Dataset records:
:::
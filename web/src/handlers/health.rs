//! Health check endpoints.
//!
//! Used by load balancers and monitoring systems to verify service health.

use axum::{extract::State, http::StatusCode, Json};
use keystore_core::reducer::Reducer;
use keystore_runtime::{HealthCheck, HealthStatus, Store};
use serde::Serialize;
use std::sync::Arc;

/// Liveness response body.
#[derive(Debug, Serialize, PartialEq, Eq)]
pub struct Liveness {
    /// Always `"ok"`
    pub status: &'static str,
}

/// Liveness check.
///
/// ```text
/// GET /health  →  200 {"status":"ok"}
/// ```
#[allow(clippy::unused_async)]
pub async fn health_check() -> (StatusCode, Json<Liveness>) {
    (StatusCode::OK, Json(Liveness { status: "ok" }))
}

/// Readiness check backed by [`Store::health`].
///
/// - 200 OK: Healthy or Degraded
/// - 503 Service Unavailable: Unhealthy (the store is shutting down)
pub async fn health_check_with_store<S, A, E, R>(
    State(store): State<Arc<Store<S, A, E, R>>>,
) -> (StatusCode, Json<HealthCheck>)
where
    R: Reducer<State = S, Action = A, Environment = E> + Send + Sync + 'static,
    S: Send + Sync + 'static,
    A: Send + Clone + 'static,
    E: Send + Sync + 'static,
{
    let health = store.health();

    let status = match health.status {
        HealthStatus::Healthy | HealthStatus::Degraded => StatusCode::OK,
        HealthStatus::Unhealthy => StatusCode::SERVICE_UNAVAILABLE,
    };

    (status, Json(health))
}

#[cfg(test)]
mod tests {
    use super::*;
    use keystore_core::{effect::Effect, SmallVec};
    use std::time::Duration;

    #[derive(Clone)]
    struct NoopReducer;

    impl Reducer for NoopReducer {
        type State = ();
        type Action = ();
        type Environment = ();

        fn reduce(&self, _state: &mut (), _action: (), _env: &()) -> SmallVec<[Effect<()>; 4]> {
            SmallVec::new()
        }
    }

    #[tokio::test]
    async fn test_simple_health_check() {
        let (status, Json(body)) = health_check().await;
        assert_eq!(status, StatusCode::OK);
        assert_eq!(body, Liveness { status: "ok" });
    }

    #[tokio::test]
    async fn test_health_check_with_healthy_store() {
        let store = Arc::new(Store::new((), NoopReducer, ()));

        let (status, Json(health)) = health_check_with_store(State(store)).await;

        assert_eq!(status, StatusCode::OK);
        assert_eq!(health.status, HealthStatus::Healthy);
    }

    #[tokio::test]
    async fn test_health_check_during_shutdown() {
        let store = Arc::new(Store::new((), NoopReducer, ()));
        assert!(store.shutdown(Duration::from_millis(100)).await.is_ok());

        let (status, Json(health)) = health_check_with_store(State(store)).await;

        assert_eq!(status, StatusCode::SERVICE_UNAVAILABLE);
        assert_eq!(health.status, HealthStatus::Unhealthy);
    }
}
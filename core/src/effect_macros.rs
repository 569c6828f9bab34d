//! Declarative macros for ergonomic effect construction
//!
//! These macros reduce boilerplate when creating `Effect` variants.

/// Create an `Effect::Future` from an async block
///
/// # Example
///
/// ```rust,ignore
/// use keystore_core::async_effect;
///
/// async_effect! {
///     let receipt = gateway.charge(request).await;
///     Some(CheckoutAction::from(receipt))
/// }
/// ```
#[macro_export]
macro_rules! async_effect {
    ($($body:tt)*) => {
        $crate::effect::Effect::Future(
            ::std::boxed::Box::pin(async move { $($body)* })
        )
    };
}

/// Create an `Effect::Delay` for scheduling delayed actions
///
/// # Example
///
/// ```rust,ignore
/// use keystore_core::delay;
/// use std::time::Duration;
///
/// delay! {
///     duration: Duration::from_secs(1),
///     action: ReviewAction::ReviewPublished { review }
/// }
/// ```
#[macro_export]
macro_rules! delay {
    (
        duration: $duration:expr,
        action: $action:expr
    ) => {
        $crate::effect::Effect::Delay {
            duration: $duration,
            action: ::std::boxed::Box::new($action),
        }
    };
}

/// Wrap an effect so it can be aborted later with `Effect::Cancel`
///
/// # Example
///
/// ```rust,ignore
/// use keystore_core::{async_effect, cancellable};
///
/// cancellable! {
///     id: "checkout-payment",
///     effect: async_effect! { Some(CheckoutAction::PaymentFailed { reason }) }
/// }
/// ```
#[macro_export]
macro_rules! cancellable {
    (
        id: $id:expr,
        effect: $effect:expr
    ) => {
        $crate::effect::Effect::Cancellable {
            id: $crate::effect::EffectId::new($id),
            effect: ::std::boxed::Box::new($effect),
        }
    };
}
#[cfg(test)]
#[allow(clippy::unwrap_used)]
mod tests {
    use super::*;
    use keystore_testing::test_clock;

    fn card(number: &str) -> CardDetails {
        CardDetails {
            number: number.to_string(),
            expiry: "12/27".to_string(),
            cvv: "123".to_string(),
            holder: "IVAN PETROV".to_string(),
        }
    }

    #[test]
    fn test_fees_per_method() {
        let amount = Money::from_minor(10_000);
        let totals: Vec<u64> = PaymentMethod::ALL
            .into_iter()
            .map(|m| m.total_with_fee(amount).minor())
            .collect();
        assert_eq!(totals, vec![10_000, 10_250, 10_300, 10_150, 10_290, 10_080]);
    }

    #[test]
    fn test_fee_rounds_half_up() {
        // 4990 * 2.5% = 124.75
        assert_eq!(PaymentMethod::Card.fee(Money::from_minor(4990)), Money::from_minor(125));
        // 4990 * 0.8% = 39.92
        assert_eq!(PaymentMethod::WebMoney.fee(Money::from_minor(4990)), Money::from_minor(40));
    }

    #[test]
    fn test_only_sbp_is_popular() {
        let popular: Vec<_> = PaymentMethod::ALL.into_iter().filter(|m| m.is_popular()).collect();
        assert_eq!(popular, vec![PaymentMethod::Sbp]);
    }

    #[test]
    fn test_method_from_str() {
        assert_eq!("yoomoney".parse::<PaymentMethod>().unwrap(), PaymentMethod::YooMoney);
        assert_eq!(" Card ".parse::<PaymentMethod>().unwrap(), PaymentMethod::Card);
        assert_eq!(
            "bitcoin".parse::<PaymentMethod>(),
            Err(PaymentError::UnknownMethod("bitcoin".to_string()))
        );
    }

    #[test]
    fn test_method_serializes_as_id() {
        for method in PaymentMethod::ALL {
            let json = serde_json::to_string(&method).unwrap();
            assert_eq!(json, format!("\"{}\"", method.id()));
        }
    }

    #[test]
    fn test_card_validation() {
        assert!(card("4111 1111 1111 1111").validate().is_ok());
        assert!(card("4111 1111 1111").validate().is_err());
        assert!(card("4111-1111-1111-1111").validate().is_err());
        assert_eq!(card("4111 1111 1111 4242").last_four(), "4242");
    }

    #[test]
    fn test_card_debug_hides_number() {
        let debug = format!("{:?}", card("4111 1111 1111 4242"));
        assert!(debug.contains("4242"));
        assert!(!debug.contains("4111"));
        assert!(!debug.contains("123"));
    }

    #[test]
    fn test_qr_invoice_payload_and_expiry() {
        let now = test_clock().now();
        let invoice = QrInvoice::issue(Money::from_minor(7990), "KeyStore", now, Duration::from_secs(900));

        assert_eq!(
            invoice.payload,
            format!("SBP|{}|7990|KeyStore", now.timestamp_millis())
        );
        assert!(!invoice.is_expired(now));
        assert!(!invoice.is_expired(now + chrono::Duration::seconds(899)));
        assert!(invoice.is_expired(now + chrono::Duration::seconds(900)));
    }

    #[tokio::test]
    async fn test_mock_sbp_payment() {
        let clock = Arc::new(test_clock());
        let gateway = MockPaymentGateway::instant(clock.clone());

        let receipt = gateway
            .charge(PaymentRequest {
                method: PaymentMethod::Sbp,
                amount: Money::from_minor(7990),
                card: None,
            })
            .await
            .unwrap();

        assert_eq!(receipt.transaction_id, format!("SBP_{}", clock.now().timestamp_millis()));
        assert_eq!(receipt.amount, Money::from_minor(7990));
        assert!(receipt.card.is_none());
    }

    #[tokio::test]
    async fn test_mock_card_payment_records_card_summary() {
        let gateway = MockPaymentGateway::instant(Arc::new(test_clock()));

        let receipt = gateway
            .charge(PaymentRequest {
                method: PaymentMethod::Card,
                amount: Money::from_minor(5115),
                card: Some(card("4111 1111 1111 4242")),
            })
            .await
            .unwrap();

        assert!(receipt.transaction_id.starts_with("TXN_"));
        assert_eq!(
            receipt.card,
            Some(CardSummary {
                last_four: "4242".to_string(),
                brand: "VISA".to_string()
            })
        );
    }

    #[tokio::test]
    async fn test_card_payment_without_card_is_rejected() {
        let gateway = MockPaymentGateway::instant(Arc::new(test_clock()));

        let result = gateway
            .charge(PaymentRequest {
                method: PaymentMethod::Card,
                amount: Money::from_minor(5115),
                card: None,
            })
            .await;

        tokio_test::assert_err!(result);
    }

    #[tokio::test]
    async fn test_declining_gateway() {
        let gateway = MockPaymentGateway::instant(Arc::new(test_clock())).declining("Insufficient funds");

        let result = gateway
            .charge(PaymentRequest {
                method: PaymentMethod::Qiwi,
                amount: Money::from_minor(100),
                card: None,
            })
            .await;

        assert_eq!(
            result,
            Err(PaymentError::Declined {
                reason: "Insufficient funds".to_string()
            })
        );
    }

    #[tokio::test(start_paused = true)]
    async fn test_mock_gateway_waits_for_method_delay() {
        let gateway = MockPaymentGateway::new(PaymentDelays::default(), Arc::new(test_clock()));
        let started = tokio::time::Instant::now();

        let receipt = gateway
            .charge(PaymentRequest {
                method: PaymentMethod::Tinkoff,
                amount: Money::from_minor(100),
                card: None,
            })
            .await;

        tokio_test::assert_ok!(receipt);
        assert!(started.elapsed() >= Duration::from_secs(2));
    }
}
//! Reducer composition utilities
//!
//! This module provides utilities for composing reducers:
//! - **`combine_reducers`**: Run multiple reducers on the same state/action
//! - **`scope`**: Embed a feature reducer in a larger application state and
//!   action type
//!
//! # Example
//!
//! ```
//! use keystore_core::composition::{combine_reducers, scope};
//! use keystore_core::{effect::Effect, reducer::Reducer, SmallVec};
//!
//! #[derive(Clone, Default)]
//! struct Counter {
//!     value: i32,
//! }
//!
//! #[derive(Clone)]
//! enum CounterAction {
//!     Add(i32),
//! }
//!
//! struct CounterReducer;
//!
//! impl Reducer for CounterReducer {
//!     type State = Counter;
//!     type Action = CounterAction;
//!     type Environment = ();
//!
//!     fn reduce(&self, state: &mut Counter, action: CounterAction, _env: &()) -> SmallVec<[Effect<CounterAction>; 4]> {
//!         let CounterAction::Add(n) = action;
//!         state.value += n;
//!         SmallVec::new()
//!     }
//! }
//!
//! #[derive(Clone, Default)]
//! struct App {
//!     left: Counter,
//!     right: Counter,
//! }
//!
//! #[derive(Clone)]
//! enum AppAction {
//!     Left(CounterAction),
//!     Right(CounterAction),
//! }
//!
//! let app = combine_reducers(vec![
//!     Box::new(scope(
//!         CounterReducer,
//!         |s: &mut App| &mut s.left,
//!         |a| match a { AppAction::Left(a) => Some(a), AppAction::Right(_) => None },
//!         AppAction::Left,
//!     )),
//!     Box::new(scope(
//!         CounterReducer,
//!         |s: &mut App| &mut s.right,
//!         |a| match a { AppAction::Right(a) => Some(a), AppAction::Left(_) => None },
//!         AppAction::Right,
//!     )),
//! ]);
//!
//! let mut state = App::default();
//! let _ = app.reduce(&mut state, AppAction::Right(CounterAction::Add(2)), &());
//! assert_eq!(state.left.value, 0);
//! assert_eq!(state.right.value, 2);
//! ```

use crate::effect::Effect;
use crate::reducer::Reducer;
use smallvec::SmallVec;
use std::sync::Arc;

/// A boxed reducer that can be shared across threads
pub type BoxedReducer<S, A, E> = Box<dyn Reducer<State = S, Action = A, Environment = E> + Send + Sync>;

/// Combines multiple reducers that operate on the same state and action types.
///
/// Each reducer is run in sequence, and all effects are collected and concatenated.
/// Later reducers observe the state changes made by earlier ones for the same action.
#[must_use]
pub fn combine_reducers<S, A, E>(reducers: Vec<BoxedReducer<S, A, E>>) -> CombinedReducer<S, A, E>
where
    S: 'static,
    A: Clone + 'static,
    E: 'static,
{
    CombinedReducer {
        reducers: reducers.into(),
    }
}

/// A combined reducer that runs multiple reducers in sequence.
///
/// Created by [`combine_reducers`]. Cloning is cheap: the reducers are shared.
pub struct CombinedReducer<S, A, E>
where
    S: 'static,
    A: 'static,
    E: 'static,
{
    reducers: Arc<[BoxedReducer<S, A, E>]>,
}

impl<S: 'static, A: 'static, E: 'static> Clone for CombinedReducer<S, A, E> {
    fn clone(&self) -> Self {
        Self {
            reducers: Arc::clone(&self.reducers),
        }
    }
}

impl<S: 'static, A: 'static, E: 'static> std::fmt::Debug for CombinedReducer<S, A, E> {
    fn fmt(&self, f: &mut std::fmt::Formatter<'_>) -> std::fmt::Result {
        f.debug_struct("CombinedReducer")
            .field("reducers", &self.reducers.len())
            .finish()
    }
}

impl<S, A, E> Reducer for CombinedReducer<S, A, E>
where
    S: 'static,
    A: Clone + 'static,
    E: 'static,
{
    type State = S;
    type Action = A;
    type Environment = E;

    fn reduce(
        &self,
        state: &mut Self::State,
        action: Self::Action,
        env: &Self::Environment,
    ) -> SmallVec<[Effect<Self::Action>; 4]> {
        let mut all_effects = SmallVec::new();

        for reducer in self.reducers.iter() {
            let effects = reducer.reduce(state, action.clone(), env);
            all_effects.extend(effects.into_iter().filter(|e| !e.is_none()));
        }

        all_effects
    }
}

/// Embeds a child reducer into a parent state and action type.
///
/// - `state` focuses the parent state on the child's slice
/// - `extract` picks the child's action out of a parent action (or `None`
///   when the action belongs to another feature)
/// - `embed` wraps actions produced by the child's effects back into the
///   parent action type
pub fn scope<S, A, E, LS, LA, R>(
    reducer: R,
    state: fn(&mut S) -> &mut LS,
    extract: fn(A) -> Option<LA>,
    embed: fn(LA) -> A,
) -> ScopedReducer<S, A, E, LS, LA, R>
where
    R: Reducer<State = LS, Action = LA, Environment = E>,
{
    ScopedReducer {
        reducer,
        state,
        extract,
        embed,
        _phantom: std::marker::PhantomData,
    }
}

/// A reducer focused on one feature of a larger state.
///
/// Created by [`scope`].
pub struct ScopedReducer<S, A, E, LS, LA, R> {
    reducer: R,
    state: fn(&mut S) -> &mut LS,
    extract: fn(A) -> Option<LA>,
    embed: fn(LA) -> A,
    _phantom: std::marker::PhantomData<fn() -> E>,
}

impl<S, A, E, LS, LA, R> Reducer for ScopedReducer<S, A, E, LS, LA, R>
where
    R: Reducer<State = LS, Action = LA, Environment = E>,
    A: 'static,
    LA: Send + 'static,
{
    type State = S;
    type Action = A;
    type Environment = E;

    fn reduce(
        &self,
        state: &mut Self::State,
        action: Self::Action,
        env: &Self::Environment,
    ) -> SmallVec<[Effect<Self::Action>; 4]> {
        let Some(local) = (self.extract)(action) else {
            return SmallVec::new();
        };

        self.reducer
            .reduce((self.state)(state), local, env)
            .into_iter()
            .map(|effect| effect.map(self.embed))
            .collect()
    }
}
:::
Instructions for the task:
Copy each line in the entries above where the word "reason" shows up.

Answer box:
///     effect: async_effect! { Some(CheckoutAction::PaymentFailed { reason }) }
                reason: "Insufficient funds".to_string()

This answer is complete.